Pacaran di Tempat Gelap, Awal HIV/AIDS Pelajar

Ilustrasi (Solopos/Whisnupaksa Kridangkara)
18 September 2018 21:06 WIB Muhammad Ismail Lifestyle Share :

Solopos.com, SOLO -- Hubungan seks bebas saat berpacaran membuat pelajar rentan tertular HIV/AIDS. Demikian terungkap dalam sosialisasi Dampak Bahaya Seks Bebas dan HIV/AIDS di aula SMPN 26 Solo, Selasa (18/9/2018). Sosialisasi digelar Dinas Pemberdayaan Perempuan Perlindungan Anak dan Pemberdayaan Masyarakat (DP3APM) Solo.

Pembicara sosialisasi ini yakni Andri Putranto dari Fakultas Kedokteran Universitas Sebelas Maret (UNS) Solo dan Emha Fauzi dari Yayasan Mitra Alam.
“Kita semua tahu sendiri cara pelajar zaman sekarang berpacaran sangat kebablasan. Pacaran di tempat gelap berpelukan dan ciuman. Kami menilai berawal dari situ bisa berlanjut ke hubungan seks bebas,” ujar Andri kepada Solopos.com, Selasa (8/9/2018).

Andri mengungkapkan kasus seks bebas di kalangan pelajar marak ditemukan di kota besar.
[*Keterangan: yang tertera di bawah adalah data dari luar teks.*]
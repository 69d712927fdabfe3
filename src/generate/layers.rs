use crate::foundation::error::{MashupError, MashupResult};

/// Bounded fan-out accumulator that turns a sequence of segment names into a concat tree.
///
/// Layer 0 holds segments; layer `k + 1` holds concats of `max_concat` names from layer `k`.
/// `flush` callbacks persist one concat of the given children and return its name. Chronological
/// order of the pushed segments is preserved by every flush.
#[derive(Clone, Debug)]
pub struct LayerStack<T> {
    layers: Vec<Vec<T>>,
    max_concat: usize,
}

impl<T> LayerStack<T> {
    pub fn new(max_concat: usize) -> MashupResult<Self> {
        if max_concat < 2 {
            return Err(MashupError::config(format!(
                "max_concat must be at least 2 (not {max_concat})"
            )));
        }
        Ok(Self {
            layers: vec![Vec::new()],
            max_concat,
        })
    }

    pub fn push(&mut self, name: T) {
        self.layers[0].push(name);
    }

    pub fn is_empty(&self) -> bool {
        self.layers.iter().all(Vec::is_empty)
    }

    /// Names currently held per layer, lowest first.
    pub fn depths(&self) -> Vec<usize> {
        self.layers.iter().map(Vec::len).collect()
    }

    /// Flush every layer that holds exactly `max_concat` names, lowest first.
    pub fn settle<F>(&mut self, mut flush: F) -> MashupResult<()>
    where
        F: FnMut(Vec<T>) -> MashupResult<T>,
    {
        let mut i = 0;
        while i < self.layers.len() {
            if self.layers[i].len() == self.max_concat {
                self.flush_layer(i, &mut flush)?;
            }
            i += 1;
        }
        Ok(())
    }

    /// Reduce all layers to a single root name. `None` when nothing was ever pushed.
    pub fn collapse<F>(mut self, mut flush: F) -> MashupResult<Option<T>>
    where
        F: FnMut(Vec<T>) -> MashupResult<T>,
    {
        loop {
            let Some(low) = self.layers.iter().position(|l| !l.is_empty()) else {
                return Ok(None);
            };
            if self.layers[low].len() == self.max_concat {
                self.flush_layer(low, &mut flush)?;
                continue;
            }

            let high = (low + 1..self.layers.len()).find(|&j| !self.layers[j].is_empty());
            let Some(high) = high else {
                let mut names = std::mem::take(&mut self.layers[low]);
                if names.len() == 1 {
                    return Ok(names.pop());
                }
                return flush(names).map(Some);
            };

            // The higher layer holds older material, so it stays in front.
            let lower = std::mem::take(&mut self.layers[low]);
            if lower.len() + self.layers[high].len() <= self.max_concat {
                self.layers[high].extend(lower);
                continue;
            }
            let room = self.max_concat - self.layers[high].len();
            let mut lower = lower.into_iter();
            self.layers[high].extend(lower.by_ref().take(room));
            self.layers[low] = lower.collect();
            self.flush_layer(high, &mut flush)?;
        }
    }

    fn flush_layer<F>(&mut self, i: usize, flush: &mut F) -> MashupResult<()>
    where
        F: FnMut(Vec<T>) -> MashupResult<T>,
    {
        let children = std::mem::take(&mut self.layers[i]);
        let name = flush(children)?;
        if self.layers.len() == i + 1 {
            self.layers.push(Vec::new());
        }
        self.layers[i + 1].push(name);
        Ok(())
    }
}

#[cfg(test)]
#[path = "../../tests/unit/generate/layers.rs"]
mod tests;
Kota Solo sebagai Kota budaya jangan sampai pelajarnya ada yang tertular penyakit HIV/AIDS akibat hubungan seks bebas. Pelajar harus mengetahui perannya masing-masing dan tahu batas apa yang tidak boleh dilakukan selama berpacaran.

“Penyakit HIV/AIDS ini muncul akibat hubungan seks bebas. Pelajar yang terkena penyakit ini risikonya bisa meninggal dunia karena tidak ada obatnya sampai sekarang. Kami mengajak pelajar tidak melakukan hubungan seks bebas agar tidak tertular penyakit ini,” kata dia.

Andri membeberkan data Komisi Penanggulangan AIDS (KPA) dan Lembaga Perlindungan Anak (LPA) pusat bahwa 93,7 % anak SMP dan SMA pernah melakukan ciuman dan oral seks. Selain itu, sebanyak 62,7% anak SMP mengaku sudah tidak perawan, 21,2% remaja SMA mengaku pernah melakukan aborsi, dan 97% pelajar SMP-SMA mengaku suka menonton film porno.

“Semua data tersebut merupakan hasi survei KPA dan LPA tahun 2007. Kami sangat prihatin dengan data tersebut. Peran guru dan orang tua sangat peting agar pelajar tidak terkena penyakit mematikan ini,” kata dia.